## Task goal
Please copy out all lines of the entries that contain the word "UploadPicture".

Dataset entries
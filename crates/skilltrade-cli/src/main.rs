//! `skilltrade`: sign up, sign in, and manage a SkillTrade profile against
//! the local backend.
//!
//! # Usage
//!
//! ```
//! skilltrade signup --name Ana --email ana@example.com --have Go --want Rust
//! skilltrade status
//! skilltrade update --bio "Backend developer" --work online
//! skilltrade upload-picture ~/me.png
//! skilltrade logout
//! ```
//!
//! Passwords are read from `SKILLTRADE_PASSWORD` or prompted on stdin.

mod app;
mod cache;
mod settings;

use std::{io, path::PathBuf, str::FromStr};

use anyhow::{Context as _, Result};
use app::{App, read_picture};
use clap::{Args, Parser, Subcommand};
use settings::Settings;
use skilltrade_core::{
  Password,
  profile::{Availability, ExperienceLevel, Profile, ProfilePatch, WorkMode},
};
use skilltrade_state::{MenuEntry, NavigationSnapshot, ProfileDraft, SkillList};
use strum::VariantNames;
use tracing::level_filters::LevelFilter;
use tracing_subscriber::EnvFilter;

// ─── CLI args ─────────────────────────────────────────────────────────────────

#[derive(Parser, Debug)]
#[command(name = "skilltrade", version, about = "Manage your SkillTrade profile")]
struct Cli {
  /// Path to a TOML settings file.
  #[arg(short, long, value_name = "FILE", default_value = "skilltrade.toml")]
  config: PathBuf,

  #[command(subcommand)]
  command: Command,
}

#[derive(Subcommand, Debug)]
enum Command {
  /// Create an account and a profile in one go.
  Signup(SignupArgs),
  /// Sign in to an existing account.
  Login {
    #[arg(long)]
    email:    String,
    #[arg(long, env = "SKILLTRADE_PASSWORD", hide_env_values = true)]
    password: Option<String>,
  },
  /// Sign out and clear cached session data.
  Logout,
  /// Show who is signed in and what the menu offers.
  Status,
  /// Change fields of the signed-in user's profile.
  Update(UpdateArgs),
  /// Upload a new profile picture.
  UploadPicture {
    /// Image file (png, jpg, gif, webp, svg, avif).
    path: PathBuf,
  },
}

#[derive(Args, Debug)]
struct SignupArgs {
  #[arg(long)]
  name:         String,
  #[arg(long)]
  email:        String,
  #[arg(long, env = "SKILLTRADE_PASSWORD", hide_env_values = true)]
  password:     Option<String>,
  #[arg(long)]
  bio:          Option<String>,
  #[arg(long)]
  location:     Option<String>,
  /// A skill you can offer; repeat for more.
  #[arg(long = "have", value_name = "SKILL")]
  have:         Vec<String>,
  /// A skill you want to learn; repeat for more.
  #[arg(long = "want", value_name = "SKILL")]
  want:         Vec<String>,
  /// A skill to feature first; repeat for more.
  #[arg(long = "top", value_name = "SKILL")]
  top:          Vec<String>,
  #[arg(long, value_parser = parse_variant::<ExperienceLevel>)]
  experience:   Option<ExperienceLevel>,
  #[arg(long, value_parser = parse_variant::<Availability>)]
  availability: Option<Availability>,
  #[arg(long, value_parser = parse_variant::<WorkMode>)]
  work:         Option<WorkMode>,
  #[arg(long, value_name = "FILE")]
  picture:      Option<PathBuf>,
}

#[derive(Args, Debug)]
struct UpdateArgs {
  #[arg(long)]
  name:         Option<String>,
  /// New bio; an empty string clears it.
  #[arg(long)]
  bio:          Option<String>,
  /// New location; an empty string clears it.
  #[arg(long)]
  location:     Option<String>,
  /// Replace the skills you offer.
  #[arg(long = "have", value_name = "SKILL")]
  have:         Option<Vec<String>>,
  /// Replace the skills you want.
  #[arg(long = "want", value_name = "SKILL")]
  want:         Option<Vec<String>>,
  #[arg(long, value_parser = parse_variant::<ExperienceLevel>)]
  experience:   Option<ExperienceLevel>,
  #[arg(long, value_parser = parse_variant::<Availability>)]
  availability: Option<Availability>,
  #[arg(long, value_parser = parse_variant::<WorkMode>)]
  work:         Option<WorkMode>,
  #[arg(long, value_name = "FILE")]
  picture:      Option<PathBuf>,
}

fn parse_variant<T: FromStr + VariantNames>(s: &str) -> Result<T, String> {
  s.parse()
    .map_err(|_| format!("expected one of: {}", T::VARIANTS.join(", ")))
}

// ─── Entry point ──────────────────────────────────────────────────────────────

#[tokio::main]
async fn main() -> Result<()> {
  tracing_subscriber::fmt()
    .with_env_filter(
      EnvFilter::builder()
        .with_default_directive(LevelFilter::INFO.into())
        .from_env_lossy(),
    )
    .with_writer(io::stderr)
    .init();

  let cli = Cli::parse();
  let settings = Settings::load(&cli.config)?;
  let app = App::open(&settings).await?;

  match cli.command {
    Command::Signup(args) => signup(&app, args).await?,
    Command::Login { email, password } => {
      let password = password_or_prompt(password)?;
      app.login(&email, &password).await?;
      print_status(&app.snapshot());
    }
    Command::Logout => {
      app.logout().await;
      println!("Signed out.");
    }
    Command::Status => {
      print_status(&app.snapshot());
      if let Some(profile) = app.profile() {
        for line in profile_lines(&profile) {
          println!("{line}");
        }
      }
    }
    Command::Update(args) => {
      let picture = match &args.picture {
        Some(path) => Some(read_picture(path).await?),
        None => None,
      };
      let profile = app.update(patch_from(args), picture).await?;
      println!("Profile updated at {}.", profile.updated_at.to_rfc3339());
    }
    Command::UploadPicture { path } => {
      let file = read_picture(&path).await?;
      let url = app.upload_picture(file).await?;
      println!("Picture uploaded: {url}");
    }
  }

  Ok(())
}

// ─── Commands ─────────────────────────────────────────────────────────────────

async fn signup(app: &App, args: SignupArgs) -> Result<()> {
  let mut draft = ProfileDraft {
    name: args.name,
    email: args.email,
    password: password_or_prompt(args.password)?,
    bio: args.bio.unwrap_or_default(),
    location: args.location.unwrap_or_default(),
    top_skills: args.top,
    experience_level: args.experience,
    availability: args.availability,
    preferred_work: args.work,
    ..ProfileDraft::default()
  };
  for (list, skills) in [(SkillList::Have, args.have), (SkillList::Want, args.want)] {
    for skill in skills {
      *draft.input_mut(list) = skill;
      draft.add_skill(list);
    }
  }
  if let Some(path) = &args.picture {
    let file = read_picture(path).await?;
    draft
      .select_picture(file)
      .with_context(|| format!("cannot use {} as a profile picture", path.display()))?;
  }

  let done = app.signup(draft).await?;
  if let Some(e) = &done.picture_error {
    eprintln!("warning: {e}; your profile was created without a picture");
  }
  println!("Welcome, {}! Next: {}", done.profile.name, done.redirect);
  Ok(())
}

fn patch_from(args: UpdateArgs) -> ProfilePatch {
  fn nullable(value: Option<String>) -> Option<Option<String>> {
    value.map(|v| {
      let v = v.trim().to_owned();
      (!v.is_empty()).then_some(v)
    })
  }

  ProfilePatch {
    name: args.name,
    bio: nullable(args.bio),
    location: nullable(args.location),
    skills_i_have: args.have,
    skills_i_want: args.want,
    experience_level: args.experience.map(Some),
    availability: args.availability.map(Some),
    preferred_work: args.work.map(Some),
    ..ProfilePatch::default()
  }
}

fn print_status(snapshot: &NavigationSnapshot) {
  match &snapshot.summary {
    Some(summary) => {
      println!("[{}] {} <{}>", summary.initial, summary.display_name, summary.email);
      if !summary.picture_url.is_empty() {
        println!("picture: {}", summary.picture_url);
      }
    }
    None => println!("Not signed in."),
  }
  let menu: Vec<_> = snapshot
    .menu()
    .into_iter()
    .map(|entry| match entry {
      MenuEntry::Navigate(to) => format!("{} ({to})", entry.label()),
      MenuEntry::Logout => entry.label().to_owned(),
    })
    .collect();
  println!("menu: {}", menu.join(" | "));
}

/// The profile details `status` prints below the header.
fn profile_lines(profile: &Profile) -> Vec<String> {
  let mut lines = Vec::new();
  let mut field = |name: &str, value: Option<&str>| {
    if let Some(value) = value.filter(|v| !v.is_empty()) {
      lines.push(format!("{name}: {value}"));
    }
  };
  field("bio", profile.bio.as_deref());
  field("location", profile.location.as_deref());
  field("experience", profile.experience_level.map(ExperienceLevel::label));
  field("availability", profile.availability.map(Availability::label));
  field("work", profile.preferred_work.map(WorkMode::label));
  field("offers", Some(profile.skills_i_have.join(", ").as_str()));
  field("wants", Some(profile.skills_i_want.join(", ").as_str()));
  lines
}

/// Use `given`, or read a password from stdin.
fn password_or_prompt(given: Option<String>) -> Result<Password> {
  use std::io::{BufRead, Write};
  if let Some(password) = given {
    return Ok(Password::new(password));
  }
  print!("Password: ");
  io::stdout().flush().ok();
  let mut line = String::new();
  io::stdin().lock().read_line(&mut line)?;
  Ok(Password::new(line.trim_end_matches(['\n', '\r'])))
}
==
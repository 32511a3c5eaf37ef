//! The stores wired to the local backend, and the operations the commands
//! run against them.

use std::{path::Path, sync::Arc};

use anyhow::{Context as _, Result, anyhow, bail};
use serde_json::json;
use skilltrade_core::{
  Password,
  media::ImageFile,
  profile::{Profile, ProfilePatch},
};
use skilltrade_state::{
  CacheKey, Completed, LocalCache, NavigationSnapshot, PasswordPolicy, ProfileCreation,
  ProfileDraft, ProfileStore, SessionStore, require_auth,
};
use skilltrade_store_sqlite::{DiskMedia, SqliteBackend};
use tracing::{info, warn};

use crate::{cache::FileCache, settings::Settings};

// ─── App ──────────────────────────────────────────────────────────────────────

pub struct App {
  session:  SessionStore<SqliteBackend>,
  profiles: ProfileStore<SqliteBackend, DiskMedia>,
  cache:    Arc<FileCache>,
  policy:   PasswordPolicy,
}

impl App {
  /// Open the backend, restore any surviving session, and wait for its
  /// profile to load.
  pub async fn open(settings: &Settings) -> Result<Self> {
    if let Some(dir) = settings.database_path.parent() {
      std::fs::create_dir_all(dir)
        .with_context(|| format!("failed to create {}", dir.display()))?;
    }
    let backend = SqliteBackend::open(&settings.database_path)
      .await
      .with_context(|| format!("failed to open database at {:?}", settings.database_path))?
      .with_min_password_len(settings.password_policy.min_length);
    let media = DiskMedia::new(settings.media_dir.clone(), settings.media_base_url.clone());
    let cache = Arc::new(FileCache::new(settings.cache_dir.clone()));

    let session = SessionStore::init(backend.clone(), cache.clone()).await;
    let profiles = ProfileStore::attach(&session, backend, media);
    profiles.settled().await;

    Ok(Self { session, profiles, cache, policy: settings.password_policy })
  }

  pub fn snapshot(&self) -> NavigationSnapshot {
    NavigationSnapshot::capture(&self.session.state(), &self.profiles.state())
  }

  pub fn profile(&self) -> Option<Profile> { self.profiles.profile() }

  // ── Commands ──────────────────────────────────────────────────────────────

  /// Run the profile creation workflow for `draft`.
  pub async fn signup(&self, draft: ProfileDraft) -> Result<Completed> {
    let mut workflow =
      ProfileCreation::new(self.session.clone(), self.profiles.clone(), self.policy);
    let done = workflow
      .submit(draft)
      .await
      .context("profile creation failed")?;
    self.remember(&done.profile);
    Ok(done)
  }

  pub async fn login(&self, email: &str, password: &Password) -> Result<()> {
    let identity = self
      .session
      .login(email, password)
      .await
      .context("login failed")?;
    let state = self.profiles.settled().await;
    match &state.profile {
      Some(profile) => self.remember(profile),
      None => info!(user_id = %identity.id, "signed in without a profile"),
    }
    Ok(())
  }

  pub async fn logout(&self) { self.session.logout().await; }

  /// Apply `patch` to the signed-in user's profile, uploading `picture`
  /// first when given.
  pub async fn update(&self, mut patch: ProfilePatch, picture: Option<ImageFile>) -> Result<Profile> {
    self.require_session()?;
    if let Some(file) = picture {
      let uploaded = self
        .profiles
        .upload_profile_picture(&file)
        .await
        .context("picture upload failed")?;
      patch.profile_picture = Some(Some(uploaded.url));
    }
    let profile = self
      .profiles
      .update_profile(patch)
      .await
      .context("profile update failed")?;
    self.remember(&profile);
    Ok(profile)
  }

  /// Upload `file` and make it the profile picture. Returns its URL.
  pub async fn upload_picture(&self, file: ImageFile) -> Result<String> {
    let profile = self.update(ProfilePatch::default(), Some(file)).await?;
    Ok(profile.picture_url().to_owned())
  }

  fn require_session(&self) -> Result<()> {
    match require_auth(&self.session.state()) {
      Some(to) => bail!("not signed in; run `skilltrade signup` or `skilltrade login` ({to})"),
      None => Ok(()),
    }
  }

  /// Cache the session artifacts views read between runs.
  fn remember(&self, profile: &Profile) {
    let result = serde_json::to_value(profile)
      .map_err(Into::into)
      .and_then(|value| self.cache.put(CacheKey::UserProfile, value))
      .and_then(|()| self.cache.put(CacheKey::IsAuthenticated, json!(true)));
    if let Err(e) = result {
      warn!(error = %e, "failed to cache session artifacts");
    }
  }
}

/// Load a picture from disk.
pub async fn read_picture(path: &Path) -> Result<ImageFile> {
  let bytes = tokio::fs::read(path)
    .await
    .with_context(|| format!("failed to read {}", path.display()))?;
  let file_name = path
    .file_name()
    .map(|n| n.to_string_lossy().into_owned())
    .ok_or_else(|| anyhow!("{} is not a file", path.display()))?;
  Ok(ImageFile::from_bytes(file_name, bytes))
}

## Expected answer
  UploadPicture {
    Command::UploadPicture { path } => {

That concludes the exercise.